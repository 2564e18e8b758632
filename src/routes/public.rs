use askama::Template;
use askama_axum::IntoResponse as AskamaTemplateResponse;
use axum::{
    extract::{Path, Query, State},
    response::{IntoResponse, Redirect},
    routing::{get, post},
    Router,
};
use serde::Deserialize;
use tracing::info;

use crate::{
    error::AppError, models::destination::Destination, money::format_money, session::SessionId,
    state::AppState,
};

const FEATURED_COUNT: usize = 4;

pub fn router() -> Router<AppState> {
    Router::new()
        .route("/", get(landing))
        .route("/destinations", get(destinations_list))
        .route("/destinations/:id", get(destination_detail))
        .route("/destinations/:id/plan", post(plan_destination))
}

#[derive(Clone)]
struct DestinationCard {
    id: String,
    name: String,
    location: String,
    description: String,
    image: String,
    price: String,
    rating: String,
}

impl From<&Destination> for DestinationCard {
    fn from(destination: &Destination) -> Self {
        Self {
            id: destination.id.clone(),
            name: destination.name.clone(),
            location: destination.location.clone(),
            description: destination.description.clone(),
            image: destination.image_url().to_string(),
            price: format_money(destination.price),
            rating: format!("{:.1}", destination.rating),
        }
    }
}

#[derive(Template)]
#[template(path = "landing.html")]
struct LandingTemplate {
    featured: Vec<DestinationCard>,
    itinerary_count: usize,
    cart_count: usize,
}

async fn landing(
    State(state): State<AppState>,
    session: SessionId,
) -> Result<impl IntoResponse, AppError> {
    let snapshot = state.sessions.snapshot(session.as_str()).await?;
    let featured = state
        .catalog
        .featured(FEATURED_COUNT)
        .into_iter()
        .map(DestinationCard::from)
        .collect();
    Ok(AskamaTemplateResponse::into_response(LandingTemplate {
        featured,
        itinerary_count: snapshot.itinerary.len(),
        cart_count: snapshot.cart.len(),
    }))
}

#[derive(Deserialize)]
struct SearchParams {
    q: Option<String>,
}

#[derive(Template)]
#[template(path = "destinations/list.html")]
struct DestinationsTemplate {
    query: String,
    destinations: Vec<DestinationCard>,
}

async fn destinations_list(
    State(state): State<AppState>,
    Query(params): Query<SearchParams>,
) -> impl IntoResponse {
    let query = params.q.unwrap_or_default();
    let destinations = state
        .catalog
        .search_destinations(&query)
        .into_iter()
        .map(DestinationCard::from)
        .collect();
    AskamaTemplateResponse::into_response(DestinationsTemplate {
        query,
        destinations,
    })
}

#[derive(Template)]
#[template(path = "destinations/detail.html")]
struct DestinationDetailTemplate {
    card: DestinationCard,
    country: String,
    highlights: Vec<String>,
    best_time_to_visit: String,
    coordinates: String,
}

async fn destination_detail(
    State(state): State<AppState>,
    Path(id): Path<String>,
) -> Result<impl IntoResponse, AppError> {
    let destination = state
        .catalog
        .get_destination_by_id(&id)
        .ok_or(AppError::NotFound)?;
    Ok(AskamaTemplateResponse::into_response(
        DestinationDetailTemplate {
            card: DestinationCard::from(destination),
            country: destination.country.clone(),
            highlights: destination.highlights.clone(),
            best_time_to_visit: destination.best_time_to_visit.clone(),
            coordinates: format!(
                "{:.4}, {:.4}",
                destination.coordinates.lat, destination.coordinates.lng
            ),
        },
    ))
}

async fn plan_destination(
    State(state): State<AppState>,
    session: SessionId,
    Path(id): Path<String>,
) -> Result<Redirect, AppError> {
    let destination = state
        .catalog
        .get_destination_by_id(&id)
        .ok_or(AppError::NotFound)?
        .clone();
    let added = state
        .sessions
        .update(session.as_str(), |snapshot| {
            snapshot.itinerary.add_destination(&destination)
        })
        .await?;
    if let Some(item) = added {
        info!("planned a visit to {} as {}", destination.name, item.id);
    }
    Ok(Redirect::to("/itinerary"))
}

[ACTION ITEM] Output every record in full, exactly as it was given.

[SOLVED PROBLEM]
repository 2564e18e8b758632
filename src/routes/public.rs
use askama::Template;
use askama_axum::IntoResponse as AskamaTemplateResponse;
use axum::{
    extract::{Path, Query, State},
    response::{IntoResponse, Redirect},
    routing::{get, post},
    Router,
};
use serde::Deserialize;
use tracing::info;

use crate::{
    error::AppError, models::destination::Destination, money::format_money, session::SessionId,
    state::AppState,
};

const FEATURED_COUNT: usize = 4;

pub fn router() -> Router<AppState> {
    Router::new()
        .route("/", get(landing))
        .route("/destinations", get(destinations_list))
        .route("/destinations/:id", get(destination_detail))
        .route("/destinations/:id/plan", post(plan_destination))
}

#[derive(Clone)]
struct DestinationCard {
    id: String,
    name: String,
    location: String,
    description: String,
    image: String,
    price: String,
    rating: String,
}

impl From<&Destination> for DestinationCard {
    fn from(destination: &Destination) -> Self {
        Self {
            id: destination.id.clone(),
            name: destination.name.clone(),
            location: destination.location.clone(),
            description: destination.description.clone(),
            image: destination.image_url().to_string(),
            price: format_money(destination.price),
            rating: format!("{:.1}", destination.rating),
        }
    }
}

#[derive(Template)]
#[template(path = "landing.html")]
struct LandingTemplate {
    featured: Vec<DestinationCard>,
    itinerary_count: usize,
    cart_count: usize,
}

async fn landing(
    State(state): State<AppState>,
    session: SessionId,
) -> Result<impl IntoResponse, AppError> {
    let snapshot = state.sessions.snapshot(session.as_str()).await?;
    let featured = state
        .catalog
        .featured(FEATURED_COUNT)
        .into_iter()
        .map(DestinationCard::from)
        .collect();
    Ok(AskamaTemplateResponse::into_response(LandingTemplate {
        featured,
        itinerary_count: snapshot.itinerary.len(),
        cart_count: snapshot.cart.len(),
    }))
}

#[derive(Deserialize)]
struct SearchParams {
    q: Option<String>,
}

#[derive(Template)]
#[template(path = "destinations/list.html")]
struct DestinationsTemplate {
    query: String,
    destinations: Vec<DestinationCard>,
}

async fn destinations_list(
    State(state): State<AppState>,
    Query(params): Query<SearchParams>,
) -> impl IntoResponse {
    let query = params.q.unwrap_or_default();
    let destinations = state
        .catalog
        .search_destinations(&query)
        .into_iter()
        .map(DestinationCard::from)
        .collect();
    AskamaTemplateResponse::into_response(DestinationsTemplate {
        query,
        destinations,
    })
}

#[derive(Template)]
#[template(path = "destinations/detail.html")]
struct DestinationDetailTemplate {
    card: DestinationCard,
    country: String,
    highlights: Vec<String>,
    best_time_to_visit: String,
    coordinates: String,
}

async fn destination_detail(
    State(state): State<AppState>,
    Path(id): Path<String>,
) -> Result<impl IntoResponse, AppError> {
    let destination = state
        .catalog
        .get_destination_by_id(&id)
        .ok_or(AppError::NotFound)?;
    Ok(AskamaTemplateResponse::into_response(
        DestinationDetailTemplate {
            card: DestinationCard::from(destination),
            country: destination.country.clone(),
            highlights: destination.highlights.clone(),
            best_time_to_visit: destination.best_time_to_visit.clone(),
            coordinates: format!(
                "{:.4}, {:.4}",
                destination.coordinates.lat, destination.coordinates.lng
            ),
        },
    ))
}

async fn plan_destination(
    State(state): State<AppState>,
    session: SessionId,
    Path(id): Path<String>,
) -> Result<Redirect, AppError> {
    let destination = state
        .catalog
        .get_destination_by_id(&id)
        .ok_or(AppError::NotFound)?
        .clone();
    let added = state
        .sessions
        .update(session.as_str(), |snapshot| {
            snapshot.itinerary.add_destination(&destination)
        })
        .await?;
    if let Some(item) = added {
        info!("planned a visit to {} as {}", destination.name, item.id);
    }
    Ok(Redirect::to("/itinerary"))
}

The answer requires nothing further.